Les sanctions qui ne sont pas incompatibles peuvent être cumulées ; des dommages et intérêts peuvent toujours s'y ajouter ».

En l'espèce, il sera préalablement observé que la SCI Papillon fonde sa demande indemnitaire sur la perte de chance d'avoir pu créer une troisième chambre d'hôtes suite à un « lourd préjudice » consécutif à un manque de trésorerie et en conséquence d'en tirer les revenus locatifs.

Cependant, il sera observé que s'il est justifié de deux devis pour des travaux de rénovation, il n'est pas établi que l'absence de concrétisation de ce projet résulte d'une perte de chance consécutive au non-paiement par le locataire de ses loyers et charges outre le fait qu'il n'est fourni aucun élément permettant d'évaluer le manque de trésorerie.

Par conséquent, la demande sera rejetée.

- Sur la demande de dommages et intérêts du locataire à l'encontre du bailleur en raison de sa déloyauté et sa brutalité

Selon l'article 1104 du code civil « les contrats doivent être négociés, formés et exécutés de bonne foi.

Cette disposition est d'ordre public ».

En l'espèce, il n'est pas établi par la SARL Papillon que la SCI L'Arc en ciel a agi avec déloyauté à l'égard de son locataire pendant plusieurs années dès lors qu'elle a poursuivi la résiliation du bail commercial et le paiement de sommes d'argent auprès de son locataire en raison de l'inexécution des obligations contractuelles mises à charge et qui est, pour la majorité d'entre elles, établie par la présente décision. De même le comportement brutal du bailleur dans le cadre des relations contractuelles n'est ni étayé ni démontré.

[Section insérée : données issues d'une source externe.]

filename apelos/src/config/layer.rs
use serde::Deserialize;

/// How a layer's features are drawn.
#[derive(Debug, Clone, Copy, Deserialize, PartialEq, Eq)]
#[serde(rename_all = "lowercase")]
pub enum LayerKind {
	Point,
	Polygon,
	Line,
}

#[derive(Debug, Clone, Copy, Default, Deserialize, PartialEq, Eq)]
#[serde(rename_all = "lowercase")]
pub enum LayerCategory {
	#[default]
	Main,
	Context,
}

/// Point clustering of a GeoJSON source.
#[derive(Debug, Clone, Copy, Deserialize, PartialEq, Eq)]
#[serde(deny_unknown_fields)]
pub struct ClusterConfig {
	/// Highest zoom level at which points are still clustered.
	pub max_zoom: u8,
	/// Cluster radius in pixels.
	pub radius: u32,
}

/// One GeoJSON layer of the viewer.
#[derive(Debug, Clone, Deserialize, PartialEq)]
#[serde(deny_unknown_fields)]
pub struct LayerConfig {
	/// Source id, also the prefix of the style layer ids.
	pub id: String,

	/// Label in the layer control.
	pub name: String,

	/// GeoJSON file, relative to `data_dir`.
	pub file: String,

	pub kind: LayerKind,

	#[serde(default = "default_visible")]
	pub visible: bool,

	/// CSS colour, e.g. `"#C1272D"`.
	pub color: String,

	#[serde(default)]
	pub category: LayerCategory,

	/// Only used by point layers.
	#[serde(default)]
	pub cluster: Option<ClusterConfig>,
}

fn default_visible() -> bool {
	true
}

impl LayerConfig {
	/// The appeals layer: clustered red points.
	pub fn apelos() -> Self {
		LayerConfig {
			id: String::from("apelos"),
			name: String::from("Apelos (Appeals)"),
			file: String::from("apelos_clean.geojson"),
			kind: LayerKind::Point,
			visible: true,
			color: String::from("#C1272D"),
			category: LayerCategory::Main,
			cluster: Some(ClusterConfig {
				max_zoom: 16,
				radius: 50,
			}),
		}
	}

	/// The filtered neighbourhoods layer, hidden at start.
	pub fn filtro_bairros() -> Self {
		LayerConfig {
			id: String::from("filtro-bairros"),
			name: String::from("Bairros Filtrados (Filtered Neighborhoods)"),
			file: String::from("filtro_bairros.geojson"),
			kind: LayerKind::Polygon,
			visible: false,
			color: String::from("#E8862E"),
			category: LayerCategory::Main,
			cluster: None,
		}
	}

	pub fn is_clustered(&self) -> bool {
		self.kind == LayerKind::Point && self.cluster.is_some()
	}
}
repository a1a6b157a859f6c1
//! # apelos
//!
//! Tooling for the GeoJSON layers of the Rio de Janeiro appeals map ("apelos").
//!
//! - [`config`]: the viewer configuration (basemap, fit options, layers), read from YAML.
//! - [`viewer`]: the map viewer's logic without a browser: MapLibre style layers,
//!   layer visibility, the hover filter, popup markup, fitting the view to the data
//!   and the draggable layer control.
//!
//! GeoJSON reading, geometries and the extent calculator live in
//! [`apelos_geometry`], re-exported as [`geometry`].
//!
//! ```
//! use apelos::{geometry::GeoCollection, viewer::{FitOptions, plan_fit}};
//!
//! let collection = GeoCollection::from_json_str(
//! 	r#"{"type":"FeatureCollection","features":[
//! 		{"type":"Feature","properties":{},"geometry":{"type":"Point","coordinates":[-43.2,-22.9]}},
//! 		{"type":"Feature","properties":{},"geometry":{"type":"Point","coordinates":[-43.1,-23.0]}}
//! 	]}"#,
//! )
//! .unwrap();
//! let plan = plan_fit(&collection.features, &FitOptions::default()).unwrap();
//! assert_eq!(plan.bounds.as_tuple(), (-43.2, -23.0, -43.1, -22.9));
//! ```

pub mod config;
pub mod viewer;

pub use apelos_core as core;
pub use apelos_geometry as geometry;
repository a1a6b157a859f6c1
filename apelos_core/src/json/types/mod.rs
mod array;
mod number;
mod object;
mod value;

pub use array::JsonArray;
pub use object::JsonObject;
pub use value::JsonValue;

Par conséquent, le demande sera rejetée.

Il n'y a pas lieu de prononcer de compensation au vu des retranchements effectués dans le cadre des sommes dues par la SARL Papillon et le rejet des demandes indemnitaires.

Sur les frais de l'instance :

La SARL Papillon, qui succombe, devra supporter les dépens de l'instance et payer à la SCI L'Arc en ciel une somme équitablement arbitrée à 2000 euros en application de l'article 700 du code de procédure civile.

PAR CES MOTIFS :

La Cour,

Infirme le jugement déféré en toutes ses dispositions

Statuant à nouveau,

Déclare recevable la demande de la SCI L'Arc en ciel en résiliation judicaire du bail commercial ;

Rejette la demande en résiliation judicaire du bail commercial la gravité des manquements n'étant pas suffisamment caractérisée ;

Condamne la SARL Papillon à payer à la SCI L'Arc en ciel les sommes suivantes :

- 1 980 euros au titre des loyers de d'avril et mai 2020

- 1 013.73 euros au titre des taxes foncières des années 2018 à 2023

- 1 619.84 euros au titre de la consommation d'eau outre les intérêts au taux légal à compter de l'assignation.

Rejette l'intégralité des autres demandes ;

Dit n'y avoir lieu à compensation ;

Dit que la SARL Papillon supportera les dépens de première instance et d'appel et payera à la SCI L'Arc en ciel une somme de 2000 euros par application de l'article 700 du code de procédure civile.

Arrêt signé par la présidente et par la greffière.